Das Programm des Brezelfestes wurde immer umfangreicher und die Stadt war voller Musik. Militärmusik und Leichteres wurde mit Pauken und Trompeten produziert auf dem Marktplatz eine Infanterie-Kapelle, in der Maximilianstraße eine Dragoner-Kapelle und am Postplatz die Pionier-Kapelle. Inzwischen waren auch die einzelnen Musikstücke, die die drei Kapellen am Sonntag ab 11.00 Uhr zur Standmusik zum Besten gaben in der Offiziellen Festzeitung abgedruckt, so dass sich jeder sein Lieblingskonzert zusammenstellen konnte.
Der Festzug des Jahres 1914 war abermals einem einheitlichen Thema gewidmet: ”Speyerer Neueste Nachrichten”. Der originelle Umzug trug humoristischen Charakter und umfasste mittlerweile 25 Festwagen und sieben Gruppen. Der gesamte Zeitungsbetrieb, Leben, Meinung und Daten, wurden in humorvollem Gewand vorgeführt und erzielten in ihrer wohlgelungenen Aufmachung allseits frohe Heiterkeit, so die „Speierer Zeitung“ in ihrem Bericht. Am Anfang des Zuges war die ”Spitze des Zuges” zu sehen. Hier liefen oder fuhren wie bereits in den Vorjahren einige Hunde der Rasse ”Spitz” mit. Danach folgten weitere Gruppen zu den Themen Verherrlichung der Buchdruckerkunst, die Redaktion, die Mitarbeiter, der Zeitungsverlag, der Inhalt der Zeitung . Weder die ”Zeitungsenten” noch der ”Kopf der Zeitung” fehlten. Das Redaktionsgeheimnis war symbolisiert durch massive Kaffeebasen, die Kaffeekränzchen aber nicht das Maul hielten. Da wurde die Stadtratswahl ebenso auf die Schippe genommen wie ein Beschluss dieses Gremiums.
Auf dem Festplatz wurden fünf Kapellen, Bier- und Weinrestaurationen, Cafés, Konditorei, Wurst- und Hühnerbraterei, Tanzboden, Volksbelustigungen aller Art und Tontaubenschießen geboten. Damals schon war der Festausschuss karitativ eingestellt. Er veranstaltete mit 1.000 Gewinnen einen Glückshafen zugunsten der städtischen Säuglingsfürsorge.

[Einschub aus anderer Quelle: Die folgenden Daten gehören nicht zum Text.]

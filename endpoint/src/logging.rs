// SPDX-License-Identifier: Apache-2.0
// Copyright Open Network Fabric Authors

//! Logging setup, with a log level that can be changed after startup

use tracing::error;
use tracing_subscriber::{EnvFilter, Registry, filter::LevelFilter, prelude::*, reload};

#[derive(Debug)]
pub(crate) struct LogControl {
    level: LevelFilter,
    reload_filter: reload::Handle<EnvFilter, Registry>,
}

fn env_filter(level: LevelFilter) -> EnvFilter {
    EnvFilter::builder()
        .with_default_directive(level.into())
        .parse_lossy("")
}

impl LogControl {
    /// Install the global subscriber. Fails if one is already installed.
    pub(crate) fn init(level: LevelFilter) -> Result<Self, String> {
        let (filter, reload_filter) = reload::Layer::new(env_filter(level));

        let fmt_layer = tracing_subscriber::fmt::layer()
            .with_line_number(true)
            .with_target(true)
            .with_thread_ids(false)
            .with_thread_names(true)
            .with_level(true);

        tracing_subscriber::registry()
            .with(filter)
            .with(fmt_layer)
            .try_init()
            .map_err(|e| format!("Failed to initialize tracing subscriber: {e}"))?;

        Ok(Self {
            level,
            reload_filter,
        })
    }

    pub(crate) fn set_level(&mut self, level: LevelFilter) {
        if self.level == level {
            return;
        }
        if let Err(e) = self.reload_filter.reload(env_filter(level)) {
            error!("Failed to reload tracing filter: {e}");
            return;
        }
        self.level = level;
    }

    pub(crate) fn level(&self) -> LevelFilter {
        self.level
    }
}
// SPDX-License-Identifier: Apache-2.0
// Copyright Open Network Fabric Authors

use crate::chain::Stage;
use crate::{ChainError, Connection, Context, NetworkServiceRequest, PostponedContext};
use async_trait::async_trait;
use std::any::Any;
#[allow(unused)]
use tracing::{debug, error, info, warn};

/// A stage of a [`crate::Chain`].
///
/// On request, a stage normally does its own work and calls `next.request()` exactly once,
/// either before or after that work, returning what it got (possibly augmented). A stage
/// that fails after `next.request()` succeeded must close the connection it got through
/// `next`, so that the stages after it can release what they set up (see
/// [`close_on_failure`]).
///
/// On close, a stage releases its own state and calls `next.close()`.
#[async_trait]
pub trait NetworkService: Any + Send + Sync {
    /// Establish or refresh a connection
    async fn request(
        &self,
        ctx: &Context,
        request: NetworkServiceRequest,
        next: Next<'_>,
    ) -> Result<Connection, ChainError>;

    /// Tear down a connection
    async fn close(
        &self,
        ctx: &Context,
        connection: &Connection,
        next: Next<'_>,
    ) -> Result<(), ChainError>;
}

#[async_trait]
impl<T: NetworkService> NetworkService for std::sync::Arc<T> {
    async fn request(
        &self,
        ctx: &Context,
        request: NetworkServiceRequest,
        next: Next<'_>,
    ) -> Result<Connection, ChainError> {
        self.as_ref().request(ctx, request, next).await
    }

    async fn close(
        &self,
        ctx: &Context,
        connection: &Connection,
        next: Next<'_>,
    ) -> Result<(), ChainError> {
        self.as_ref().close(ctx, connection, next).await
    }
}

/// The stages that follow the current one. Once exhausted, a `Next` continues with the
/// stages that follow the enclosing chain, if any. At the very end of the chain, a request
/// returns the requested connection and a close succeeds.
#[derive(Clone, Copy)]
pub struct Next<'a> {
    stages: &'a [Stage],
    then: Option<&'a Next<'a>>,
}

impl<'a> Next<'a> {
    pub(crate) fn new(stages: &'a [Stage], then: Option<&'a Next<'a>>) -> Self {
        Self { stages, then }
    }

    /// An empty `Next`, as seen by the last stage of a chain
    #[must_use]
    pub fn tail() -> Self {
        Self {
            stages: &[],
            then: None,
        }
    }

    fn pop(self) -> Option<(&'a Stage, Next<'a>)> {
        let mut current = self;
        loop {
            if let Some((first, rest)) = current.stages.split_first() {
                return Some((first, Next::new(rest, current.then)));
            }
            current = *current.then?;
        }
    }

    /// Hand a request over to the following stages
    pub async fn request(
        self,
        ctx: &Context,
        request: NetworkServiceRequest,
    ) -> Result<Connection, ChainError> {
        match self.pop() {
            Some((stage, rest)) => stage.service().request(ctx, request, rest).await,
            None => Ok(request.connection),
        }
    }

    /// Hand a close over to the following stages
    pub async fn close(self, ctx: &Context, connection: &Connection) -> Result<(), ChainError> {
        match self.pop() {
            Some((stage, rest)) => stage.service().close(ctx, connection, rest).await,
            None => Ok(()),
        }
    }
}

/// Close a connection that `next` established, after a stage failed with `error`. The close
/// uses a context built from `postponed`, so it runs even if the request's context was
/// cancelled or expired. Returns `error`, carrying the cleanup failure if there is one.
pub async fn close_on_failure(
    postponed: &PostponedContext,
    connection: &Connection,
    next: Next<'_>,
    error: ChainError,
) -> ChainError {
    let ctx = postponed.context();
    debug!("Closing connection {} after failure: {error}", connection.id);
    let cleanup = next.close(&ctx, connection).await;
    if let Err(e) = &cleanup {
        error!("Failed to close connection {}: {e}", connection.id);
    }
    error.with_cleanup(cleanup)
}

Anzumerken ist noch, das rund 10 Tage nach dem Brezelfest, am 22. Juli 1914 von den zuständigen Gremien beschlossen wurde, die Brauerei zum Storchen, und die Bayerische Bierbrauereigesellschaft vorm. H. Schwartz zur Schwartz-Storchen-Brauerei zusammenzuschließen.
Der erste Weltkrieg brach bald danach aus und der Verkehrsverein gab seine Rücklagen für nationale Zwecke hin. Nach dem Krieg war zunächst an eine Neubelebung nicht zu denken. Wirtschaftskrisen, Inflation, Besatzungstruppen und politische Wirren verhinderten die Veranstaltung eines Brezelfestes.
Nach fröhlichen Festen stand nun Niemanden mehr der Sinn.